Screaming matches are not interviews

A memo to Jean-Luc Mongrain:

Acting like Bill O’Reilly doesn’t make you a better interviewer. When you invite a leader of the student protest movement on your show and yell at him like a madman, it doesn’t make people agree with your position more. In fact, people already agree with your position that protesters provoke police and that the tuition hikes are modest and don’t necessitate this kind of response.

So why are you yelling like a baby who thinks nobody is listening to him? You invited the guy on your show to speak his mind. At least let him speak.

Mongrain Clenche Porte Parole Etudiant 50 Dollar
Uploaded by mediawatchqc

UPDATE (Nov. 19): Mongrain’s contract expires next spring, and he doesn’t seem worried about his future.

UPDATE (Nov. 20): via Patrick Lagacé comes this example of classic Mongrain:

4 thoughts on “Screaming matches are not interviews

  1. DAVE ID

    MMmmmm what people? The sheep who listen to idiots like Mongrain? I don’t agree. I was a student who is still paying for his studies. 50$ may not sound like much but add to everything else that keeps going up and it begins to make it impossible to go to school. 5 years after graduation I felt guilty about going to the movies on cheap night. That’s how much in debt I was. Maybe you were in cushy pampers all your life, but to some ie a lot of people, 50 bucks is enough to break someone. Straw, camel, back.

  2. DAVE ID

    Yeah overwhelming public opinion is always against anything that digs in their collective pockets without ever really thinking about it. They don’t want to pay taxes but they still want universal health care that works and fail to see the correlation. Please forgive my poor opinion of the general public at times and I apologize if I implied you were one of them.

    Mongrain is such a dick.

  3. Tim

    Without wanting to necessarily reopen an old argument (beat dead horses much, do I?), I always found it bizarre that student union/associations protest against government decisions as though it were the government’s choice. The problem is that the government, at least in this instance, is faithfully representing a majority opinion and, in this instance, it’s a societal choice not to better fund higher education.

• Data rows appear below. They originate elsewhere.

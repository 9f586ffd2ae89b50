//! Schema definitions and migration runner for SurrealDB.
//!
//! All tables are SCHEMAFULL. UUIDs are stored as strings, enums as strings
//! with ASSERT constraints. `open_request` holds one record per
//! (client, professional) pair with an open booking; its deterministic
//! record id is what makes duplicate creation fail inside a transaction.

use surrealdb::{Connection, Surreal};
use surrealdb_types::SurrealValue;
use tracing::info;

use crate::error::DbError;

// -----------------------------------------------------------------------
// Migration tracking
// -----------------------------------------------------------------------

const MIGRATION_TABLE_DDL: &str = "\
DEFINE TABLE IF NOT EXISTS _migration SCHEMAFULL;
DEFINE FIELD IF NOT EXISTS version ON TABLE _migration TYPE int;
DEFINE FIELD IF NOT EXISTS name ON TABLE _migration TYPE string;
DEFINE FIELD IF NOT EXISTS applied_at ON TABLE _migration TYPE datetime \
    DEFAULT time::now();
DEFINE INDEX IF NOT EXISTS idx_migration_version ON TABLE _migration \
    COLUMNS version UNIQUE;
";

#[derive(Debug, SurrealValue)]
struct MigrationRecord {
    version: u32,
    #[allow(dead_code)]
    name: String,
}

struct Migration {
    version: u32,
    name: &'static str,
    sql: &'static str,
}

static MIGRATIONS: &[Migration] = &[Migration {
    version: 1,
    name: "initial_schema",
    sql: SCHEMA_V1,
}];

// -----------------------------------------------------------------------
// Schema v1
// -----------------------------------------------------------------------

const SCHEMA_V1: &str = "\
-- =======================================================================
-- Profiles (professionals, venues, shops)
-- =======================================================================
DEFINE TABLE profile SCHEMAFULL;
DEFINE FIELD display_name ON TABLE profile TYPE string;
DEFINE FIELD kind ON TABLE profile TYPE string \
    ASSERT $value IN ['Professional', 'Venue', 'Shop'];
DEFINE FIELD latitude ON TABLE profile TYPE option<float>;
DEFINE FIELD longitude ON TABLE profile TYPE option<float>;
DEFINE FIELD tier ON TABLE profile TYPE string \
    ASSERT $value IN ['Silver', 'Gold', 'Platinum'];
DEFINE FIELD last_active_at ON TABLE profile TYPE option<datetime>;
DEFINE FIELD available_until ON TABLE profile TYPE option<datetime>;
DEFINE FIELD profile_views ON TABLE profile TYPE int DEFAULT 0;
DEFINE FIELD completed_services ON TABLE profile TYPE int DEFAULT 0;
DEFINE FIELD created_at ON TABLE profile TYPE datetime \
    DEFAULT time::now();
DEFINE FIELD updated_at ON TABLE profile TYPE datetime \
    DEFAULT time::now();
DEFINE INDEX idx_profile_kind ON TABLE profile COLUMNS kind;

-- =======================================================================
-- Service requests (never deleted)
-- =======================================================================
DEFINE TABLE service_request SCHEMAFULL;
DEFINE FIELD client_id ON TABLE service_request TYPE string;
DEFINE FIELD professional_id ON TABLE service_request TYPE string;
DEFINE FIELD status ON TABLE service_request TYPE string \
    ASSERT $value IN ['Requested', 'Approved', 'Active', 'Finished', \
    'Rejected', 'ClientCancelled'];
DEFINE FIELD price_amount ON TABLE service_request TYPE option<int> \
    ASSERT $value = NONE OR $value > 0;
DEFINE FIELD duration_minutes ON TABLE service_request TYPE option<int>;
DEFINE FIELD provider_note ON TABLE service_request TYPE option<string>;
DEFINE FIELD requested_date ON TABLE service_request TYPE string;
DEFINE FIELD requested_time ON TABLE service_request TYPE string;
DEFINE FIELD agreed_location ON TABLE service_request TYPE string;
DEFINE FIELD client_comment ON TABLE service_request TYPE option<string>;
DEFINE FIELD review_tags ON TABLE service_request \
    TYPE option<array<string>>;
DEFINE FIELD transition_token ON TABLE service_request \
    TYPE option<string>;
DEFINE FIELD created_at ON TABLE service_request TYPE datetime \
    DEFAULT time::now();
DEFINE FIELD updated_at ON TABLE service_request TYPE datetime \
    DEFAULT time::now();
DEFINE INDEX idx_service_request_client ON TABLE service_request \
    COLUMNS client_id;
DEFINE INDEX idx_service_request_professional ON TABLE service_request \
    COLUMNS professional_id;

-- =======================================================================
-- Open-request slots, keyed by client_professional
-- =======================================================================
DEFINE TABLE open_request SCHEMAFULL;
DEFINE FIELD request_id ON TABLE open_request TYPE string;
DEFINE FIELD created_at ON TABLE open_request TYPE datetime \
    DEFAULT time::now();

-- =======================================================================
-- Review prompts
-- =======================================================================
DEFINE TABLE review_prompt SCHEMAFULL;
DEFINE FIELD request_id ON TABLE review_prompt TYPE string;
DEFINE FIELD user_id ON TABLE review_prompt TYPE string;
DEFINE FIELD tags ON TABLE review_prompt TYPE array<string>;
DEFINE FIELD status ON TABLE review_prompt TYPE string \
    ASSERT $value IN ['Pending', 'Answered'];
DEFINE FIELD answered_at ON TABLE review_prompt TYPE option<datetime>;
DEFINE FIELD created_at ON TABLE review_prompt TYPE datetime \
    DEFAULT time::now();
DEFINE INDEX idx_review_prompt_request ON TABLE review_prompt \
    COLUMNS request_id UNIQUE;
DEFINE INDEX idx_review_prompt_user ON TABLE review_prompt \
    COLUMNS user_id;
";

/// Run all pending migrations against the given database.
///
/// Tracks applied versions in `_migration`; each migration runs at most
/// once.
pub async fn run_migrations<C: Connection>(db: &Surreal<C>) -> Result<(), DbError> {
    db.query(MIGRATION_TABLE_DDL)
        .await?
        .check()
        .map_err(|e| DbError::Migration(e.to_string()))?;

    let mut result = db
        .query("SELECT * FROM _migration ORDER BY version DESC LIMIT 1")
        .await?;
    let records: Vec<MigrationRecord> = result.take(0)?;
    let current_version = records.first().map(|m| m.version).unwrap_or(0);

    for migration in MIGRATIONS {
        if migration.version <= current_version {
            continue;
        }
        info!(
            version = migration.version,
            name = migration.name,
            "Applying migration"
        );
        db.query(migration.sql).await?.check().map_err(|e| {
            DbError::Migration(format!(
                "Migration v{} '{}' failed: {}",
                migration.version, migration.name, e,
            ))
        })?;

        db.query("CREATE _migration SET version = $version, name = $name")
            .bind(("version", migration.version))
            .bind(("name", migration.name))
            .await?
            .check()
            .map_err(|e| {
                DbError::Migration(format!(
                    "Failed to record migration v{}: {}",
                    migration.version, e,
                ))
            })?;

        info!(version = migration.version, "Migration applied");
    }

    Ok(())
}

/// Returns the raw schema DDL for version 1.
pub fn schema_v1() -> &'static str {
    SCHEMA_V1
}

    If half the energy (and student money! Because student unions also reach into students’ pocket books) used to plan and execute these protests was spent on actually trying to convincingly present and argue their case to the public, that would exact twice the pressure on government.

    I mean, for God’s sake, you’re university students! This is the time to demonstrate exactly why society needs accessible education, to show exactly what it enables people to do. Business students should be building business cases on the long-term benefits of a societal investment in higher education; students of philosophy and the humanities should be presenting sound arguments and engaging the public in debate; communications and journalism students should be working to open up this discourse to the public (and thankfully, some have).

    But instead, more often than not, we turn to the most basic and rudimentary form of protest, and we’re surprised when we find our arguments treated in the most basic and rudimentary way—they’re ignored. Not that public protest isn’t appropriate. But uni students more than most should be in a position to offer better. And given the response up until now, I think they will have to offer better if they want results.

    There. Said my piece… Old Man Tim will retire quietly to his corner now.